If only a football game could re-unite the fractious Iraqi people after so much death and destruction. The NYT quotes an Iraqi celebrant saying, "Our happiness depends on these guys who playing in Asia; I wish they would come and take over parliament, for they are the ones who really represent us."

Amen brother, but alas, it seems unlikely many of the players will even be able to make it back to Iraq. The man who made the winning header said after the game, "I don't want the Iraqi people to be angry with me [but] if I go back with the team, anybody could kill me or try to hurt me." Younis Mahmoud is a Sunni from Kirkuk, so I can see why he might be apprehensive about returning home (and those shorts he was wearing could get him killed in a heartbeat).

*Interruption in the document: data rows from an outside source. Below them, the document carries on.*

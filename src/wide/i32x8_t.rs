// Copyright 2020 Yevhenii Reizner
//
// Use of this source code is governed by a BSD-style license that can be
// found in the LICENSE file.

// Based on https://github.com/Lokathor/wide (Zlib)

use bytemuck::cast;

use super::{f32x8, i32x4, u32x8};

// Integer lanes stay as two halves even on AVX, since 256-bit integer
// arithmetic needs AVX2.
#[derive(Clone, Copy, Debug)]
#[repr(C, align(32))]
pub struct i32x8(pub i32x4, pub i32x4);

unsafe impl bytemuck::Zeroable for i32x8 {}
unsafe impl bytemuck::Pod for i32x8 {}

impl Default for i32x8 {
    fn default() -> Self {
        Self::splat(0)
    }
}

impl i32x8 {
    pub fn splat(n: i32) -> Self {
        Self(i32x4::splat(n), i32x4::splat(n))
    }

    pub fn blend(self, t: Self, f: Self) -> Self {
        Self(self.0.blend(t.0, f.0), self.1.blend(t.1, f.1))
    }

    pub fn cmp_lt(self, rhs: Self) -> Self {
        Self(self.0.cmp_lt(rhs.0), self.1.cmp_lt(rhs.1))
    }

    pub fn min(self, rhs: Self) -> Self {
        Self(self.0.min(rhs.0), self.1.min(rhs.1))
    }

    pub fn max(self, rhs: Self) -> Self {
        Self(self.0.max(rhs.0), self.1.max(rhs.1))
    }

    pub fn shl(self, n: u32) -> Self {
        Self(self.0.shl(n), self.1.shl(n))
    }

    pub fn shr(self, n: u32) -> Self {
        Self(self.0.shr(n), self.1.shr(n))
    }

    pub fn to_f32x8(self) -> f32x8 {
        cfg_if::cfg_if! {
            if #[cfg(all(feature = "simd", target_feature = "avx"))] {
                #[cfg(target_arch = "x86")]
                use core::arch::x86::*;
                #[cfg(target_arch = "x86_64")]
                use core::arch::x86_64::*;

                let v: __m256i = cast(self);
                cast(unsafe { _mm256_cvtepi32_ps(v) })
            } else {
                f32x8(self.0.to_f32x4(), self.1.to_f32x4())
            }
        }
    }

    pub fn to_u32x8_bitcast(self) -> u32x8 {
        cast(self)
    }

    pub fn to_f32x8_bitcast(self) -> f32x8 {
        cast(self)
    }
}

impl From<[i32; 8]> for i32x8 {
    fn from(v: [i32; 8]) -> Self {
        cast(v)
    }
}

impl From<i32x8> for [i32; 8] {
    fn from(v: i32x8) -> Self {
        cast(v)
    }
}

impl core::ops::Add for i32x8 {
    type Output = Self;

    fn add(self, rhs: Self) -> Self::Output {
        Self(self.0 + rhs.0, self.1 + rhs.1)
    }
}

impl core::ops::Sub for i32x8 {
    type Output = Self;

    fn sub(self, rhs: Self) -> Self::Output {
        Self(self.0 - rhs.0, self.1 - rhs.1)
    }
}

impl core::ops::Mul for i32x8 {
    type Output = Self;

    fn mul(self, rhs: Self) -> Self::Output {
        Self(self.0 * rhs.0, self.1 * rhs.1)
    }
}

impl core::ops::BitAnd for i32x8 {
    type Output = Self;

    fn bitand(self, rhs: Self) -> Self::Output {
        Self(self.0 & rhs.0, self.1 & rhs.1)
    }
}

impl core::ops::BitOr for i32x8 {
    type Output = Self;

    fn bitor(self, rhs: Self) -> Self::Output {
        Self(self.0 | rhs.0, self.1 | rhs.1)
    }
}

impl core::ops::BitXor for i32x8 {
    type Output = Self;

    fn bitxor(self, rhs: Self) -> Self::Output {
        Self(self.0 ^ rhs.0, self.1 ^ rhs.1)
    }
}

impl core::ops::Not for i32x8 {
    type Output = Self;

    fn not(self) -> Self {
        Self(!self.0, !self.1)
    }
}

impl core::cmp::PartialEq for i32x8 {
    fn eq(&self, rhs: &Self) -> bool {
        self.0 == rhs.0 && self.1 == rhs.1
    }
}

What a shame it is that the people of Iraq will undoubtedly be crashing back down to reality soon enough after such a positive national achievement, a rare event in the past five years. It's almost impossible to fathom the scale of the disaster W.'s perfect little war has inflicted on Iraq: Not only is Iraq # 2 on the list of failed nations of the world, a new UN report issued today says about 8 million Iraqis, a third of the population, is on the verge of a humanitarian disaster due to lack of food, clean water and medical care. And this is to say nothing of the 2 million displaced Iraqis inside the country and the 2 million, who were lucky enough to get out, yet are still barely surviving in stateless limbo in Jordan and Syria.

It's a real tragedy that the only thing the Iraqis have left of their once great nation is a football team that will never play together again. One thing I'm sure all Iraqis can agree on, if nothing else was expressed by their new national hero Younis Mahoud after the victory: "I want the Americans out of Iraq."